■ **Exercise aim**
Give back, word for word, the line that contains "pub mod common;" and all lines after it in the material, through the last; please include only these.
━━━━
//! optrix: composite opportunity detection and scoring.
//!
//! A pluggable rules engine that consumes a per-symbol [`FeatureSnapshot`]
//! and produces ranked, graded [`CompositeSignal`]s by combining hard gate
//! conditions with weighted score factors. Evaluation is synchronous,
//! stateless, and deterministic; the host owns cadence, signal expiry, and
//! profile selection.
//!
//! ```
//! use optrix::detectors::DetectorRegistry;
//! use optrix::models::{AssetClass, FeatureSnapshot, ParameterProfile};
//! use optrix::signals::Evaluator;
//!
//! let evaluator = Evaluator::new(DetectorRegistry::standard().unwrap());
//! let snapshot = FeatureSnapshot::new("SPY", AssetClass::Stock)
//!     .with_price(101.0)
//!     .with_opening_range(100.0, 98.0)
//!     .with_atr(1.0)
//!     .with_relative_volume(1.5)
//!     .with_minutes_since_open(20.0);
//! let profile = ParameterProfile::default_profile();
//! let signals = evaluator.evaluate(&snapshot, &profile, &|_| true);
//! ```
//!
//! [`FeatureSnapshot`]: models::FeatureSnapshot
//! [`CompositeSignal`]: models::CompositeSignal

pub mod common;
pub mod config;
pub mod detectors;
pub mod error;
pub mod indicators;
pub mod logging;
pub mod models;
pub mod signals;

pub use detectors::{Detector, DetectorRegistry, DetectorType, ScoreFactor};
pub use error::ConfigError;
pub use models::{
    AssetClass, CompositeSignal, Direction, FeatureSnapshot, ParameterProfile, ProfileKind,
    SignalStatus, TradeStyle,
};
pub use signals::{Evaluator, Grade};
━━━━
■ **Exercise answer**
pub mod common;
pub mod config;
pub mod detectors;
pub mod error;
pub mod indicators;
pub mod logging;
pub mod models;
pub mod signals;

pub use detectors::{Detector, DetectorRegistry, DetectorType, ScoreFactor};
pub use error::ConfigError;
pub use models::{
    AssetClass, CompositeSignal, Direction, FeatureSnapshot, ParameterProfile, ProfileKind,
    SignalStatus, TradeStyle,
};
pub use signals::{Evaluator, Grade};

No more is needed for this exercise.